The win that ActiveSync has over IMAP IDLE is that ActiveSync can more reliably detect a lost connection such as might happen on a cellular network, and in ways TCP/IP may not be able to detect. When ActiveSync goes idle, a "let's meet back here in x minutes" negotiation takes place, and if either side doesn't get the callback it knows the network has vanished and to pick a smaller X next time.
I used to have huge problems with duplicate calendar, bookmark, and address book entries. The solution was to turn off iCloud on every device but one (including osx), letting the OS delete the cloud data off each device. Then on the remaining device make sure everything was in a good state and then re-enable each device one by one.
You can do the above per service. For example, turn of notes syncing in prefs on each machine.
Duplicates: had this while storing notes on my own IMAP server (dovecot with most, if not all, defaults, FWIW), don't seem to have it with iCloud. Possibly it's dependant on the server capabilities or something weird Apple does with them.
Push notification: running OSX Server gives me this, albeit not wholly reliably. From debugging I've done when it doesn't work, it seems like this needs you to have an Apple-registered (not sure if this means issued, approved, or just logged with their services) certificate hooked up to A Thing which pushes notifications to Apple's notification gateway. A Thing would appear to be this: http://www.opensource.apple.com/source/dovecot/dovecot-239/dovecot.push-notify/daemon/push_notify.m (which I note contains a suitably jwz-baiting comment about tabs)
And what am I supposed to do with that? Have you actually used it?
Ah, sorry, I should've been clearer (and less glib, maybe).
OS X Server provides an email config which does the push notification thing out of the box. The active component of this appears to be the above Thing, which, yes, I'm using by virtue of it being part of Apple's standard config. I would dig more right now except that I'm currently on the wrong end of a connectivity break from this particular server. My intent was to point you at something that might assist you in finding out the mechanism by which this works as I can't imagine "Install OS X server" is the answer you were looking for.

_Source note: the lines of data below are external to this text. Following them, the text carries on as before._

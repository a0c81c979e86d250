//! The `create_initial_data` command.
//!
//! After an interactive confirmation, installs the project's initial fixture
//! and then runs the initial data producer of every installed application
//! (or of one application, with `--app_label`). Each step is isolated: a
//! failing fixture or producer is reported and the run moves on.

use std::panic::AssertUnwindSafe;
use std::sync::Arc;

use async_trait::async_trait;
use futures::FutureExt;
use indexmap::IndexMap;
use seedling_apps::Apps;
use seedling_seeding::commands::FixtureInstaller;
use seedling_seeding::initial_data::{
	InitialDataProducer, ProducerError, ProducerRegistry, discover_producers,
};
use serde_json::{Value, json};

use crate::output::Style;
use crate::{BaseCommand, CommandContext, CommandOption, CommandResult};

/// Fixture installed before any producer runs, unless configured otherwise.
pub const DEFAULT_INITIAL_FIXTURE: &str = "sitetree_menus";

const PROMPT: &str = "Note that this command won't cleanup the database before creating new data.\n\
	Type 'y' or 'yes' to continue, 'n' or 'no' to cancel: ";

/// Outcome of one seeding step.
#[derive(Debug, Clone, PartialEq)]
pub enum StepOutcome {
	/// The step completed; `value` describes what it created.
	Done { value: Value },
	/// The step failed with an error of the given kind.
	Failed { kind: String, message: String },
}

impl StepOutcome {
	fn failed(kind: impl Into<String>, message: impl Into<String>) -> Self {
		Self::Failed {
			kind: kind.into(),
			message: message.into(),
		}
	}

	pub fn is_done(&self) -> bool {
		matches!(self, Self::Done { .. })
	}
}

/// Everything a confirmed run did.
#[derive(Debug, Clone, PartialEq)]
pub struct SeedReport {
	/// Outcome of the initial fixture install.
	pub fixture: StepOutcome,
	/// Outcome per application, in the order the producers ran.
	pub apps: IndexMap<String, StepOutcome>,
}

impl SeedReport {
	/// True when the fixture and every producer succeeded.
	pub fn is_success(&self) -> bool {
		self.fixture.is_done() && self.apps.values().all(StepOutcome::is_done)
	}

	/// Labels of the applications whose producer failed.
	pub fn failed_apps(&self) -> Vec<&str> {
		self.apps
			.iter()
			.filter(|(_, outcome)| !outcome.is_done())
			.map(|(label, _)| label.as_str())
			.collect()
	}
}

/// Seeds the initial fixture and per-application initial data.
#[derive(Clone)]
pub struct CreateInitialDataCommand {
	apps: Apps,
	producers: ProducerRegistry,
	installer: Arc<dyn FixtureInstaller>,
	fixture: String,
}

impl CreateInitialDataCommand {
	pub fn new(
		apps: Apps,
		producers: ProducerRegistry,
		installer: Arc<dyn FixtureInstaller>,
	) -> Self {
		Self {
			apps,
			producers,
			installer,
			fixture: DEFAULT_INITIAL_FIXTURE.to_string(),
		}
	}

	/// Installs `fixture` instead of the default initial fixture.
	pub fn with_fixture(mut self, fixture: impl Into<String>) -> Self {
		self.fixture = fixture.into();
		self
	}

	/// Name the fixture step is announced under: the fixture name up to its
	/// first underscore (`sitetree_menus` is announced as `sitetree`).
	pub fn fixture_label(&self) -> &str {
		self.fixture.split('_').next().unwrap_or(&self.fixture)
	}

	/// Runs the command.
	///
	/// Returns `Ok(None)` when the operator does not confirm. Otherwise every
	/// step runs and `Ok(Some(report))` describes their outcomes; step
	/// failures are reported, not returned.
	///
	/// # Errors
	///
	/// Fails before anything is written to the datastore if the `app_label`
	/// option names an application that is not installed. Terminal I/O
	/// errors are also returned.
	pub async fn run(&self, ctx: &CommandContext) -> CommandResult<Option<SeedReport>> {
		if !self.confirm(ctx)? {
			tracing::debug!("create_initial_data cancelled by operator");
			return Ok(None);
		}

		let app_label = ctx.option("app_label").map(String::as_str);
		let producers = discover_producers(&self.apps, &self.producers, app_label)?;

		let fixture = self.install_fixture(ctx).await?;

		let mut apps = IndexMap::new();
		for (label, producer) in producers {
			let outcome = self.run_producer(ctx, &label, producer.as_ref()).await?;
			apps.insert(label, outcome);
		}

		Ok(Some(SeedReport { fixture, apps }))
	}

	fn confirm(&self, ctx: &CommandContext) -> CommandResult<bool> {
		let answer = ctx.input().ask(ctx.output(), PROMPT)?;
		Ok(matches!(
			answer.as_deref().map(str::trim),
			Some("y") | Some("yes")
		))
	}

	async fn install_fixture(&self, ctx: &CommandContext) -> CommandResult<StepOutcome> {
		announce(ctx, self.fixture_label())?;

		let outcome = match self.installer.install(&self.fixture, 0).await {
			Ok(result) => StepOutcome::Done {
				value: json!({
					"records_loaded": result.records_loaded,
					"fixtures_loaded": result.fixtures_loaded,
				}),
			},
			Err(e) => {
				tracing::warn!(fixture = %self.fixture, error = %e, "initial fixture failed");
				StepOutcome::failed(e.kind(), e.to_string())
			}
		};

		report(ctx, &outcome, false)?;
		Ok(outcome)
	}

	async fn run_producer(
		&self,
		ctx: &CommandContext,
		label: &str,
		producer: &dyn InitialDataProducer,
	) -> CommandResult<StepOutcome> {
		announce(ctx, label)?;

		let outcome = match AssertUnwindSafe(producer.create()).catch_unwind().await {
			Ok(Ok(value)) => StepOutcome::Done { value },
			Ok(Err(e)) => failure(label, e),
			Err(panic) => failure(label, ProducerError::from_panic(panic)),
		};

		report(ctx, &outcome, true)?;
		Ok(outcome)
	}
}

fn failure(label: &str, error: ProducerError) -> StepOutcome {
	tracing::warn!(app = label, error = %error, "initial data producer failed");
	StepOutcome::failed(error.kind(), error.message())
}

fn announce(ctx: &CommandContext, label: &str) -> std::io::Result<()> {
	if ctx.verbosity() == 0 {
		return Ok(());
	}
	ctx.output()
		.write_inline(&format!("Creating initial data for '{}'... ", label))
}

fn report(ctx: &CommandContext, outcome: &StepOutcome, show_value: bool) -> std::io::Result<()> {
	let output = ctx.output();
	match outcome {
		StepOutcome::Failed { kind, message } => {
			output.write(&output.style(Style::Error, &format!("{}: {}", kind, message)))
		}
		StepOutcome::Done { value } => {
			if ctx.verbosity() == 0 {
				return Ok(());
			}
			output.write(&output.style(Style::Success, "DONE"))?;
			if show_value && ctx.verbosity() >= 2 {
				let pretty =
					serde_json::to_string_pretty(value).unwrap_or_else(|_| value.to_string());
				output.write(&pretty)?;
			}
			Ok(())
		}
	}
}

#[async_trait]
impl BaseCommand for CreateInitialDataCommand {
	fn name(&self) -> &str {
		"create_initial_data"
	}

	fn description(&self) -> &str {
		"Create initial data by using factories"
	}

	fn options(&self) -> Vec<CommandOption> {
		vec![
			CommandOption::option(None, "app_label", "Only create data for this app"),
			CommandOption::option(Some('v'), "verbosity", "Verbosity level (0-3)")
				.with_default("1"),
		]
	}

	async fn execute(&self, ctx: &CommandContext) -> CommandResult<()> {
		self.run(ctx).await.map(|_| ())
	}
}

#[cfg(test)]
mod tests {
	use super::*;
	use rstest::rstest;
	use seedling_seeding::fixtures::LoadResult;
	use seedling_seeding::SeedingResult;

	struct NoopInstaller;

	#[async_trait]
	impl FixtureInstaller for NoopInstaller {
		async fn install(&self, _fixture: &str, _verbosity: u8) -> SeedingResult<LoadResult> {
			Ok(LoadResult::default())
		}
	}

	fn command() -> CreateInitialDataCommand {
		CreateInitialDataCommand::new(
			Apps::new(vec![]),
			ProducerRegistry::new(),
			Arc::new(NoopInstaller),
		)
	}

	#[rstest]
	#[case(DEFAULT_INITIAL_FIXTURE, "sitetree")]
	#[case("menus", "menus")]
	#[case("blog_posts_2024", "blog")]
	fn test_fixture_label(#[case] fixture: &str, #[case] expected: &str) {
		assert_eq!(command().with_fixture(fixture).fixture_label(), expected);
	}

	#[rstest]
	fn test_report_helpers() {
		let mut apps = IndexMap::new();
		apps.insert("pages".to_string(), StepOutcome::Done { value: Value::Null });
		apps.insert("boxes".to_string(), StepOutcome::failed("Panic", "boom"));
		let report = SeedReport {
			fixture: StepOutcome::Done { value: Value::Null },
			apps,
		};

		assert!(!report.is_success());
		assert_eq!(report.failed_apps(), vec!["boxes"]);
	}

	#[rstest]
	fn test_metadata() {
		let cmd = command();
		assert_eq!(cmd.name(), "create_initial_data");
		assert_eq!(
			cmd.usage(),
			"create_initial_data [--app_label <APP_LABEL>] [--verbosity <VERBOSITY>]"
		);
	}
}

(also it would seem that this should be supported in postfix rather than dovecot, which is now bugging me)
Dug a little more into this. It works like this:
- the push_notify thing consists of a client and a server, the latter being the source link above
- the client is just a plugin for dovecot that talks to the server via a unix socket and says, "new mail for $user"
- the server does a bunch of lookups (a config file that tells it where to send notifications, some details from opendirectory to do with the user) and then sends a XMPP message to another server.
At this point it looks like you get into the "Needs a cert registered with Apple" space. As best I can tell from what I've seen in the console logs, the push_notify server in my case sends the notification to a local instance of notifyd (which IIRC was at some point a jabber server, and may still be), which in turn punts it to Apple's notification service gateway. This all looks to be done with XMPP messaging, and the certificate is what authorises my server to connect. Certs are registered & managed here: https://identity.apple.com/pushcert/ (requires an Apple ID) but even if you use this you'd still need to figure out the XMPP message format(s) required.
Clearly the "easy" option here is to install OS X Server. I must confess, however, that I'm intrigued enough to see what else I can find out about this.
On a side note I did find a mention elsewhere that when an iOS device received a "you've got mail" notification, that's all it is - no other data like sender or subject line is passed along. It's up to the iOS device to go ask the mail server for details.
The only ways I've had push email working on the iPhone are via gmail (using the exchange protocol) and just for a test, via Yahoo mail (where they have some crazy proprietary protocol). I'm fairly certain there's no way to do it with just IMAP on iOS.